1. Encoder Model Support (Non-Causal Attention):

  • In FlashInferAttnBackend.forward_extend, the causal flag is now dynamically determined. For layers with layer.attn_type == AttentionType.ENCODER_ONLY, causal is set to False to enable bidirectional (non-causal) attention.
  • For encoder self-attention, save_kv_cache is also appropriately set to False as KV caching across layers is typically not used in the same way as in decoders.

2. Workaround for FlashInfer head_dim Limitation (e.g., for head_dim=32):
FlashInfer currently fails when using BatchPrefillWithRaggedKVCacheWrapper with head_dim < 64 (e.g., 32).
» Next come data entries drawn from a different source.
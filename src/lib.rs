//! Personal work-hour and wage ledger.
//!
//! This crate records work sessions, month-level hour totals and an
//! effective-dated hourly rate history, and derives monthly, yearly and
//! evaluation-cycle figures from them. The evaluation cycle restarts itself
//! once its hour target is reached.

#![warn(missing_docs)]

pub mod api;
pub mod calculation;
pub mod config;
pub mod error;
pub mod ledger;
pub mod models;
pub mod store;
//! Error types for the wage ledger.
//!
//! The calculation core never fails: a missing rate falls back to the
//! configured default. Everything in this module belongs to the boundary
//! layers (configuration, storage and request validation).

use thiserror::Error;
use uuid::Uuid;

/// The main error type for the wage ledger.
///
/// # Example
///
/// ```
/// use wage_ledger::error::LedgerError;
///
/// let error = LedgerError::ConfigNotFound {
///     path: "/missing/settings.yaml".to_string(),
/// };
/// assert_eq!(error.to_string(), "Configuration file not found: /missing/settings.yaml");
/// ```
#[derive(Debug, Error)]
pub enum LedgerError {
    /// Configuration file was not found at the specified path.
    #[error("Configuration file not found: {path}")]
    ConfigNotFound {
        /// The path that was not found.
        path: String,
    },

    /// Configuration file could not be parsed.
    #[error("Failed to parse configuration file '{path}': {message}")]
    ConfigParseError {
        /// The path to the file that failed to parse.
        path: String,
        /// A description of the parse error.
        message: String,
    },

    /// A wall-clock time was not in `HH:MM` form.
    #[error("Invalid time '{value}': {message}")]
    InvalidTime {
        /// The rejected input.
        value: String,
        /// What was wrong with it.
        message: String,
    },

    /// A month number outside 1..=12, or a year/month pair chrono cannot represent.
    #[error("Invalid month {year}-{month}")]
    InvalidMonth {
        /// The requested year.
        year: i32,
        /// The requested month.
        month: u32,
    },

    /// A field failed boundary validation.
    #[error("Invalid value for '{field}': {message}")]
    InvalidField {
        /// The field that was invalid.
        field: String,
        /// A description of what made the field invalid.
        message: String,
    },

    /// No work session exists with the given id.
    #[error("Work session not found: {id}")]
    SessionNotFound {
        /// The id that was looked up.
        id: Uuid,
    },

    /// No monthly aggregate exists with the given id.
    #[error("Monthly aggregate not found: {id}")]
    AggregateNotFound {
        /// The id that was looked up.
        id: Uuid,
    },

    /// No hourly rate entry exists with the given id.
    #[error("Hourly rate not found: {id}")]
    RateNotFound {
        /// The id that was looked up.
        id: Uuid,
    },

    /// Reading or writing the ledger snapshot failed.
    #[error("Storage error at '{path}': {message}")]
    Storage {
        /// The snapshot path.
        path: String,
        /// A description of the failure.
        message: String,
    },
}

impl LedgerError {
    /// Shorthand for an [`LedgerError::InvalidField`].
    pub fn invalid_field(field: impl Into<String>, message: impl Into<String>) -> Self {
        LedgerError::InvalidField {
            field: field.into(),
            message: message.into(),
        }
    }
}

/// A type alias for Results that return LedgerError.
pub type LedgerResult<T> = Result<T, LedgerError>;
#[tokio::test]
async fn test_aggregate_upsert_replaces_same_month() {
    let router = router_at(at("2026-03-20", "09:00"));
    let first = put_aggregate(&router, 2024, 2, 600).await;
    let second = put_aggregate(&router, 2024, 2, 900).await;
    assert_eq!(first["id"], second["id"]);

    let (_, month) = get(&router, "/records/2024/2").await;
    assert_eq!(month["totals"]["minutes"], 900);

    let id = second["id"].as_str().unwrap();
    let (status, _) = send(&router, "DELETE", &format!("/aggregates/{}", id), None).await;
    assert_eq!(status, StatusCode::NO_CONTENT);
    let (_, month) = get(&router, "/records/2024/2").await;
    assert_eq!(month["totals"]["minutes"], 0);
}

/// RR-101: same-day rate entries resolve to the last one added
#[tokio::test]
async fn test_same_day_rates_last_added_wins() {
    let router = router_at(at("2026-03-20", "09:00"));
    post_rate(&router, "1100", "2026-01-01").await;
    post_rate(&router, "1300", "2026-01-01").await;
    post_session(&router, "2026-02-02", "09:00", "10:00", 0).await;

    let (_, month) = get(&router, "/records/2026/2").await;
    assert_eq!(decimal(&month["totals"]["wage"]), Decimal::from(1300));

    let (status, rates) = get(&router, "/rates").await;
    assert_eq!(status, StatusCode::OK);
    assert_eq!(rates.as_array().unwrap().len(), 2);
}

#[tokio::test]
async fn test_settings_fallback_rate_applies_without_history() {
    let router = router_at(at("2026-03-20", "09:00"));
    let (status, settings) = send(
        &router,
        "PUT",
        "/settings",
        Some(json!({ "hourly_rate": "1500" })),
    )
    .await;
    assert_eq!(status, StatusCode::OK);
    assert_eq!(settings["evaluation_cycle_hours"], 160);

    post_session(&router, "2026-03-02", "09:00", "11:00", 0).await;
    let (_, month) = get(&router, "/records/2026/3").await;
    assert_eq!(decimal(&month["totals"]["wage"]), Decimal::from(3000));
}

fn router_from_config(dir: &str, now: NaiveDateTime) -> Router {
    let config = ConfigLoader::load(dir).expect("Failed to load config");
    let store = MemoryStore::seeded(config.config());
    create_router(AppState::with_clock(Ledger::new(Arc::new(store)), move || now))
}

#[tokio::test]
async fn test_seeded_rates_from_sample_config() {
    let router = router_from_config("./config/sample", at("2026-01-10", "09:00"));

    let (_, rates) = get(&router, "/rates").await;
    assert_eq!(rates.as_array().unwrap().len(), 2);

    post_session(&router, "2025-05-01", "09:00", "10:00", 0).await;
    let (_, month) = get(&router, "/records/2025/5").await;
    assert_eq!(decimal(&month["totals"]["wage"]), Decimal::from(1100));
}

/// RR-102: a fresh default ledger pays at the settings rate
#[tokio::test]
async fn test_default_config_starts_with_empty_rate_history() {
    let router = router_from_config("./config/default", at("2026-03-10", "09:00"));

    let (_, rates) = get(&router, "/rates").await;
    assert!(rates.as_array().unwrap().is_empty());

    post_session(&router, "2026-03-02", "09:00", "10:00", 0).await;
    let (_, month) = get(&router, "/records/2026/3").await;
    assert_eq!(decimal(&month["lines"][0]["rate"]), Decimal::from(1000));
    assert_eq!(decimal(&month["totals"]["wage"]), Decimal::from(1000));
}

/// AG-104: an out-of-range rate is rejected before it can reach any view
#[tokio::test]
async fn test_oversized_rate_rejected_and_views_still_served() {
    let router = router_at(at("2026-03-10", "09:00"));
    let (status, body) = send(
        &router,
        "POST",
        "/rates",
        Some(json!({ "rate": "79228162514264337593543950335", "effective_from": "2026-01-01" })),
    )
    .await;
    assert_eq!(status, StatusCode::BAD_REQUEST);
    assert_eq!(body["code"], "VALIDATION_ERROR");

    let (status, _) = send(
        &router,
        "PUT",
        "/settings",
        Some(json!({ "hourly_rate": "10000000000" })),
    )
    .await;
    assert_eq!(status, StatusCode::BAD_REQUEST);

    post_session(&router, "2026-03-02", "09:00", "17:00", 0).await;
    let (status, _) = get(&router, "/annual").await;
    assert_eq!(status, StatusCode::OK);
}

// =============================================================================
// Error cases
// =============================================================================

#[tokio::test]
async fn test_invalid_time_rejected() {
    let router = router_at(at("2026-03-20", "09:00"));
    let (status, body) = send(
        &router,
        "POST",
        "/sessions",
        Some(json!({ "date": "2026-03-02", "start_time": "25:00", "end_time": "26:00" })),
    )
    .await;
    assert_eq!(status, StatusCode::BAD_REQUEST);
    assert_eq!(body["code"], "INVALID_TIME");
}

#[tokio::test]
async fn test_missing_field_rejected() {
    let router = router_at(at("2026-03-20", "09:00"));
    let (status, body) = send(
        &router,
        "POST",
        "/sessions",
        Some(json!({ "date": "2026-03-02", "start_time": "09:00" })),
    )
    .await;
    assert_eq!(status, StatusCode::BAD_REQUEST);
    assert_eq!(body["code"], "VALIDATION_ERROR");
}

#[tokio::test]
async fn test_malformed_json_rejected() {
    let router = router_at(at("2026-03-20", "09:00"));
    let request = Request::builder()
        .method("POST")
        .uri("/rates")
        .header("Content-Type", "application/json")
        .body(Body::from("{ not json"))
        .unwrap();
    let response = router.oneshot(request).await.unwrap();
    assert_eq!(response.status(), StatusCode::BAD_REQUEST);
    let body_bytes = axum::body::to_bytes(response.into_body(), usize::MAX)
        .await
        .unwrap();
    let body: Value = serde_json::from_slice(&body_bytes).unwrap();
    assert_eq!(body["code"], "MALFORMED_JSON");
}

#[tokio::test]
async fn test_negative_rate_rejected() {
    let router = router_at(at("2026-03-20", "09:00"));
    let (status, body) = send(
        &router,
        "POST",
        "/rates",
        Some(json!({ "rate": "-5", "effective_from": "2026-01-01" })),
    )
    .await;
    assert_eq!(status, StatusCode::BAD_REQUEST);
    assert_eq!(body["code"], "VALIDATION_ERROR");
}

#[tokio::test]
async fn test_zero_cycle_hours_rejected() {
    let router = router_at(at("2026-03-20", "09:00"));
    let (status, _) = send(
        &router,
        "PUT",
        "/settings",
        Some(json!({ "evaluation_cycle_hours": 0 })),
    )
    .await;
    assert_eq!(status, StatusCode::BAD_REQUEST);
}

#[tokio::test]
async fn test_unknown_rate_update_is_not_found() {
    let router = router_at(at("2026-03-20", "09:00"));
    let (status, body) = send(
        &router,
        "PUT",
        &format!("/rates/{}", uuid::Uuid::new_v4()),
        Some(json!({ "rate": "1000", "effective_from": "2026-01-01" })),
    )
    .await;
    assert_eq!(status, StatusCode::NOT_FOUND);
    assert_eq!(body["code"], "RATE_NOT_FOUND");
}

#[test]
fn test_clock_helper() {
    assert_eq!(
        at("2026-03-20", "09:00").date(),
        NaiveDate::from_ymd_opt(2026, 3, 20).unwrap()
    );
}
To work around this, we pad the head dimension up to 64 during prefill and forward steps:

  • A global variable global_fake_head_dim (default: 64) controls the padded size.
  • During prefill:
    • If the model’s head_dim is less than global_fake_head_dim, we use the padded fake_head_dim for planning (begin_forward), but keep sm_scale based on the original head_dim for correctness.
  • During forward:
    • Q, K, and V tensors are padded along the head dimension.
    • sm_scale remains based on the original head_dim.
    • FlashInfer returns output with the padded size, which we truncate back to the original shape.

This workaround is temporary until native support for head_dim < 64 is available in FlashInfer.

3. Verification and Results:
The effectiveness of these changes, particularly the padding workaround for gte-small (or a similar model with head_dim=32), was verified by comparing the FlashInfer backend's output (final embedding logits, e.g., shape (10000, 768)) against Triton and a native PyTorch attention implementation (torch_native).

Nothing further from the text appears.